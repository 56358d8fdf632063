//! Per-device logical clocks
//!
//! A [`VectorStamp`] is a snapshot of `device id → counter`. The
//! [`VectorClock`] owns the local device's counter, advances it by exactly one
//! per completed dispatcher job, and persists it into the meta partition.

use std::cmp::Ordering;
use std::collections::BTreeMap;

use rkyv::rancor::Error as RkyvError;
use rkyv::util::AlignedVec;
use rkyv::{Archive, Deserialize, Serialize};
use tracing::debug;

use crate::error::{Error, Result};
use crate::store::Partition;

const CLOCK_KEY: &[u8] = b"clock";
const DEVICE_KEY: &[u8] = b"device";

/// An immutable vector-clock value.
#[derive(
    Archive,
    Serialize,
    Deserialize,
    serde::Serialize,
    serde::Deserialize,
    Debug,
    Clone,
    Default,
    PartialEq,
    Eq,
)]
#[rkyv(derive(Debug))]
#[serde(transparent)]
pub struct VectorStamp(pub BTreeMap<String, u64>);

impl VectorStamp {
    #[must_use]
    pub fn get(&self, device: &str) -> u64 {
        self.0.get(device).copied().unwrap_or(0)
    }

    /// Component-wise maximum.
    #[must_use]
    pub fn join(&self, other: &Self) -> Self {
        let mut out = self.0.clone();
        for (device, &counter) in &other.0 {
            let slot = out.entry(device.clone()).or_insert(0);
            *slot = (*slot).max(counter);
        }
        Self(out)
    }

    /// Happens-before order; `None` for concurrent stamps.
    #[must_use]
    pub fn compare(&self, other: &Self) -> Option<Ordering> {
        let mut less = false;
        let mut greater = false;
        for device in self.0.keys().chain(other.0.keys()) {
            match self.get(device).cmp(&other.get(device)) {
                Ordering::Less => less = true,
                Ordering::Greater => greater = true,
                Ordering::Equal => {}
            }
        }
        match (less, greater) {
            (false, false) => Some(Ordering::Equal),
            (true, false) => Some(Ordering::Less),
            (false, true) => Some(Ordering::Greater),
            (true, true) => None,
        }
    }
}

impl std::fmt::Display for VectorStamp {
    fn fmt(&self, f: &mut std::fmt::Formatter<'_>) -> std::fmt::Result {
        write!(f, "[")?;
        for (i, (device, counter)) in self.0.iter().enumerate() {
            if i > 0 {
                write!(f, ", ")?;
            }
            write!(f, "{device}:{counter}")?;
        }
        write!(f, "]")
    }
}

/// The local device's clock.
#[derive(Debug, Clone)]
pub struct VectorClock {
    local: String,
    counters: BTreeMap<String, u64>,
}

impl VectorClock {
    #[must_use]
    pub fn new(local: impl Into<String>) -> Self {
        Self {
            local: local.into(),
            counters: BTreeMap::new(),
        }
    }

    /// Load the persisted clock for `local` from the meta partition.
    ///
    /// # Errors
    /// Returns `NoHeader`, `Codec` or a storage error.
    pub fn load(meta: &Partition, local: impl Into<String>) -> Result<Self> {
        let mut clock = Self::new(local);
        if let Some(bytes) = meta.try_get(CLOCK_KEY)? {
            let stamp = decode_stamp(&bytes)?;
            clock.counters = stamp.0;
        }
        debug!(device = %clock.local, counter = clock.local_counter(), "loaded clock");
        Ok(clock)
    }

    /// # Errors
    /// Returns `NoHeader`, `Codec` or a storage error.
    pub fn persist(&self, meta: &Partition) -> Result<()> {
        let bytes = rkyv::to_bytes::<RkyvError>(&self.snapshot())
            .map_err(|e| Error::Codec(e.to_string()))?;
        meta.put(CLOCK_KEY, &bytes)
    }

    #[must_use]
    pub fn local(&self) -> &str {
        &self.local
    }

    #[must_use]
    pub fn local_counter(&self) -> u64 {
        self.counters.get(&self.local).copied().unwrap_or(0)
    }

    #[must_use]
    pub fn snapshot(&self) -> VectorStamp {
        VectorStamp(self.counters.clone())
    }

    /// Advance the local component by one.
    pub fn tick(&mut self) -> VectorStamp {
        *self.counters.entry(self.local.clone()).or_insert(0) += 1;
        self.snapshot()
    }

    /// Fold in a remote stamp. The local component only moves forward.
    pub fn merge(&mut self, remote: &VectorStamp) {
        for (device, &counter) in &remote.0 {
            let slot = self.counters.entry(device.clone()).or_insert(0);
            *slot = (*slot).max(counter);
        }
    }
}

/// The device id: configured, or a persisted random UUID.
///
/// # Errors
/// Returns `NoHeader` or a storage error.
pub fn device_id(meta: &Partition, configured: Option<&str>) -> Result<String> {
    if let Some(id) = configured {
        return Ok(id.to_string());
    }
    if let Some(bytes) = meta.try_get(DEVICE_KEY)? {
        return String::from_utf8(bytes).map_err(|e| Error::Codec(e.to_string()));
    }
    let id = uuid::Uuid::new_v4().to_string();
    meta.put(DEVICE_KEY, id.as_bytes())?;
    Ok(id)
}

fn decode_stamp(bytes: &[u8]) -> Result<VectorStamp> {
    let mut aligned = AlignedVec::<16>::with_capacity(bytes.len());
    aligned.extend_from_slice(bytes);
    rkyv::from_bytes::<VectorStamp, RkyvError>(&aligned).map_err(|e| Error::Codec(e.to_string()))
}
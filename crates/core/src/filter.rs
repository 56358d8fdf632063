//! Exclusion and filter predicates
//!
//! The engine treats these as opaque: `excludes` hides a path from traversal
//! entirely, `accepts` decides whether a classified file or link is kept.

use std::path::{Path, PathBuf};

use ignore::Match;
use ignore::gitignore::{Gitignore, GitignoreBuilder};
use tracing::debug;

use crate::entry::{Entry, EntryKind};
use crate::error::{Error, Result};

/// Name of the engine's state directory, always excluded.
pub const STATE_DIR: &str = ".vsync";

/// Path filter consulted by every scanner.
///
/// Paths are root-relative. Implementations must be pure and cheap.
pub trait Predicate: Send + Sync {
    fn excludes(&self, path: &Path, is_dir: bool) -> bool;

    fn accepts(&self, _entry: &Entry) -> bool {
        true
    }
}

/// Keeps everything.
#[derive(Debug, Default, Clone, Copy)]
pub struct AcceptAll;

impl Predicate for AcceptAll {
    fn excludes(&self, _path: &Path, _is_dir: bool) -> bool {
        false
    }
}

/// Gitignore-syntax exclusion plus an optional file size cap.
#[derive(Debug)]
pub struct GlobPredicate {
    matcher: Gitignore,
    state_dir: PathBuf,
    max_file_size: Option<u64>,
}

impl GlobPredicate {
    /// Build from the root's `.gitignore` (if any) and extra patterns.
    ///
    /// # Errors
    /// Returns `Config` if a pattern or the `.gitignore` is malformed.
    pub fn new(root: &Path, patterns: &[String]) -> Result<Self> {
        let mut builder = GitignoreBuilder::new(root);

        let gitignore = root.join(".gitignore");
        if gitignore.is_file() {
            if let Some(err) = builder.add(&gitignore) {
                return Err(Error::Config(format!("{}: {err}", gitignore.display())));
            }
        }
        for pattern in patterns {
            builder
                .add_line(None, pattern)
                .map_err(|e| Error::Config(format!("exclude pattern {pattern:?}: {e}")))?;
        }
        let matcher = builder
            .build()
            .map_err(|e| Error::Config(e.to_string()))?;

        debug!(patterns = matcher.num_ignores(), "built exclusion matcher");
        Ok(Self {
            matcher,
            state_dir: PathBuf::from(STATE_DIR),
            max_file_size: None,
        })
    }

    /// Use a different root-relative state directory.
    #[must_use]
    pub fn state_dir(mut self, path: impl Into<PathBuf>) -> Self {
        self.state_dir = path.into();
        self
    }

    /// Reject files larger than `bytes`.
    #[must_use]
    pub fn max_file_size(mut self, bytes: Option<u64>) -> Self {
        self.max_file_size = bytes;
        self
    }
}

impl Predicate for GlobPredicate {
    fn excludes(&self, path: &Path, is_dir: bool) -> bool {
        if path.starts_with(&self.state_dir) {
            return true;
        }
        if path.as_os_str().is_empty() {
            return false;
        }
        matches!(
            self.matcher.matched_path_or_any_parents(path, is_dir),
            Match::Ignore(_)
        )
    }

    fn accepts(&self, entry: &Entry) -> bool {
        match (&entry.kind, self.max_file_size, &entry.blob) {
            (EntryKind::File, Some(max), Some(blob)) => blob.size <= max,
            _ => true,
        }
    }
}
//! Fixed-width BLAKE3 digests
//!
//! Used for parent-path hashes in tree rows, row-key hashes in index keys,
//! and optional file content hashes.

use std::fmt;
use std::io;
use std::path::Path;

use serde::{Deserialize, Serialize};

/// Width of every digest stored by the engine.
pub const HASH_LEN: usize = 32;

/// A BLAKE3 (256-bit) digest
#[derive(Clone, Copy, PartialEq, Eq, Hash, PartialOrd, Ord, Serialize, Deserialize)]
pub struct ContentHash([u8; HASH_LEN]);

impl ContentHash {
    /// Hash arbitrary bytes
    #[must_use]
    pub fn from_bytes(data: &[u8]) -> Self {
        Self(*blake3::hash(data).as_bytes())
    }

    /// Wrap an already computed digest
    #[must_use]
    pub fn from_raw(bytes: [u8; HASH_LEN]) -> Self {
        Self(bytes)
    }

    /// Read a digest back from the front of a stored value.
    #[must_use]
    pub fn from_prefix(bytes: &[u8]) -> Option<Self> {
        let raw: [u8; HASH_LEN] = bytes.get(..HASH_LEN)?.try_into().ok()?;
        Some(Self(raw))
    }

    /// Stream a file through the hasher.
    ///
    /// # Errors
    /// Returns the I/O error of the open or a read.
    pub fn from_file(path: &Path) -> io::Result<Self> {
        let file = std::fs::File::open(path)?;
        let mut hasher = blake3::Hasher::new();
        hasher.update_reader(io::BufReader::with_capacity(64 * 1024, file))?;
        Ok(Self(*hasher.finalize().as_bytes()))
    }

    #[must_use]
    pub fn as_bytes(&self) -> &[u8; HASH_LEN] {
        &self.0
    }

    /// Lowercase hex, 64 characters.
    #[must_use]
    pub fn to_hex(&self) -> String {
        hex::encode(self.0)
    }
}

impl fmt::Debug for ContentHash {
    fn fmt(&self, f: &mut fmt::Formatter<'_>) -> fmt::Result {
        f.debug_tuple("ContentHash").field(&format_args!("{self}")).finish()
    }
}

/// Abbreviated to the first 8 bytes.
impl fmt::Display for ContentHash {
    fn fmt(&self, f: &mut fmt::Formatter<'_>) -> fmt::Result {
        f.write_str(&hex::encode(&self.0[..8]))
    }
}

» **Prompt**:
Return, exactly, the lines from the first line of the records above to the line containing "use crate::store::Partition;", both included.

» **Problem solution**:
repository 56358d8fdf632063
//! Per-device logical clocks
//!
//! A [`VectorStamp`] is a snapshot of `device id → counter`. The
//! [`VectorClock`] owns the local device's counter, advances it by exactly one
//! per completed dispatcher job, and persists it into the meta partition.

use std::cmp::Ordering;
use std::collections::BTreeMap;

use rkyv::rancor::Error as RkyvError;
use rkyv::util::AlignedVec;
use rkyv::{Archive, Deserialize, Serialize};
use tracing::debug;

use crate::error::{Error, Result};
use crate::store::Partition;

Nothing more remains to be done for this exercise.